Cumhurbaşkanı Mustafa Akıncı, adadaki halkların birbirlerinin haklarına saygılı olması ve geçmişten de dersler çıkarması halinde geleceğin yeniden yaratılabileceğini vurguladı.
Cumhurbaşkanı Akıncı, Güney Kıbrıs’ta 2017’de başkanlık seçim kampanyalarının başlayacağını hatırlatarak, “Bu ortamda çözüm müzakereleri yapmak çok sıkıntılı. Sayın Anastasiadis’in bir karar vermesi gerektiğini düşünüyorum. Ya toplumuna çözüm için liderlik yapacak, ya da 2018’in başkan adaylarından biri olmayı kendine yeterli görecek” dedi.
BRT’ye konuşan Akıncı, “Kıbrıs’ta çözüm sürecinde 2016 yılının ilk defa iki liderin üzerinde mutabık kaldığı bir yıl olduğunu belirtti, alınan mesafeyi dikkate alarak her şeyin henüz bitmediğini söyledi.

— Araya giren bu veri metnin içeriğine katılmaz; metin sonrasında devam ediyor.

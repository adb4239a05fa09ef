use axum::extract::State;
use axum::Json;
use mongodb::bson::doc;
use serde_json::{json, Value};

use crate::errors::AppError;
use crate::state::AppState;

/// GET /
/// Root acknowledgment confirming the API is up.
pub async fn welcome_handler() -> Json<Value> {
    Json(json!({
        "message": "Welcome to the Resume User-Data Service!"
    }))
}

/// GET /health
/// Round-trips a ping to MongoDB before reporting healthy.
pub async fn health_handler(State(state): State<AppState>) -> Result<Json<Value>, AppError> {
    state.db.run_command(doc! { "ping": 1 }, None).await?;
    Ok(Json(json!({
        "status": "ok",
        "version": env!("CARGO_PKG_VERSION"),
        "service": "resume-api"
    })))
}
use lopdf::Document;
use tracing::{debug, warn};

#[derive(Debug, thiserror::Error)]
pub enum ExtractionError {
    #[error("Failed to parse PDF: {0}")]
    Parse(#[from] lopdf::Error),
}

pub struct DocumentExtractor;

impl DocumentExtractor {
    /// Extract the text of every page, in page order, joined by `\n`.
    ///
    /// A page whose text cannot be decoded contributes an empty string; only a
    /// payload that is not a readable PDF at all is an error.
    pub fn extract(payload: &[u8]) -> Result<String, ExtractionError> {
        let doc = Document::load_mem(payload)?;
        let pages = doc.get_pages();

        let texts: Vec<String> = pages
            .keys()
            .map(|&page_number| match doc.extract_text(&[page_number]) {
                Ok(text) => strip_text_object_break(&text).to_string(),
                Err(e) => {
                    warn!(page = page_number, error = %e, "Failed to extract text from page");
                    String::new()
                }
            })
            .collect();

        let content = texts.join("\n");
        debug!(
            pages = pages.len(),
            chars = content.chars().count(),
            "Extracted PDF text"
        );

        Ok(content)
    }
}

/// lopdf closes a page's last text object with one `\n`; drop only that.
fn strip_text_object_break(text: &str) -> &str {
    text.strip_suffix('\n').unwrap_or(text)
}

Akıncı “Zorluklarımız var, daha hiç konuşmadığımız, toprak, güvenlik, garanti konuları var ama diğer dört başlık, ekonomi, AB, mülkiyet, yönetim ve güç paylaşımı ile ilgili başlıklarda önemli adımlar attık” dedi.
29 Temmuzla birlikte bütün konuların üzerinden geçilmiş olacağını, ancak garantiler ve güvenlik başlığının 5’li konferansta ele alınacağını hatırlatan Akıncı, toprak konusunda ise harita, yer adı ve yüzdeliğin konuşulmayacağı konusunda mutabık kaldıklarını belirtti.
Akıncı, bu konunun herhangi bir spekülasyona yol açmayacak bir şekilde seri toplantıların yapılacağı bir ortamda yapılması gerektiğini söyledi.
Rumların kuzeydeki ibadetleri…
Rumların kuzeydeki dini ibadetleri konusunda geçmişte esnek bir politika izlendiğini ancak son zamanlarda bu konuda şikâyetlerin artmasından kaygı duyduğunu belirten Cumhurbaşkanı, şöyle devam etti:
“Dini ibadet yerlerine Rumların başvuruları oluyor. Geçmişte bu konuda biraz daha esnek politikalar izleniyordu. Son zamanlarda o konuda şikâyetler giderek artıyor. Yapılan müracaatların reddedildiği şeklinde şikâyetler bize de geliyor. Cumhurbaşkanı olarak şunu söylemek isterim. Eğer herhangi bir fiziki engel yoksa, ibadet yapılacak yer askeri bölgede değilse, dini ibadetler için mümkün olan esnekliği göstermekte fayda var. Aksi durumda engellediğimiz her dini ibadet kendi ayağımıza sıkılan bir kurşundur. Bu mesajıma hükümetin ve özellikle Dışişleri Bakanı’nın kulak vermesini istiyorum. Çünkü bu şikâyetler Cumhurbaşkanı olarak bana intikal ediyor. Hükümetle konuşuyorum ve bana hep ‘yapıldı, yapılacak’ deniyor. Aradan bir süre geçiyor, sonra bu şikâyetler yine birikiyor. Ben hükümete açık ve net olarak, bunları kamuoyuyla paylaşacağımı söyledim. Bu yaklaşım yanlıştır. Çünkü bu şikâyetler BM’den bize intikal ediyor. Geçen gün yine bir listeyi, bana ulaştırdılar. Dolayısıyla eleştiri yaparken sadece Rum tarafından gelen yanlışları değil, kendi içimizden de gelen yanlışları değerlendirip düzeltmemiz lazım.”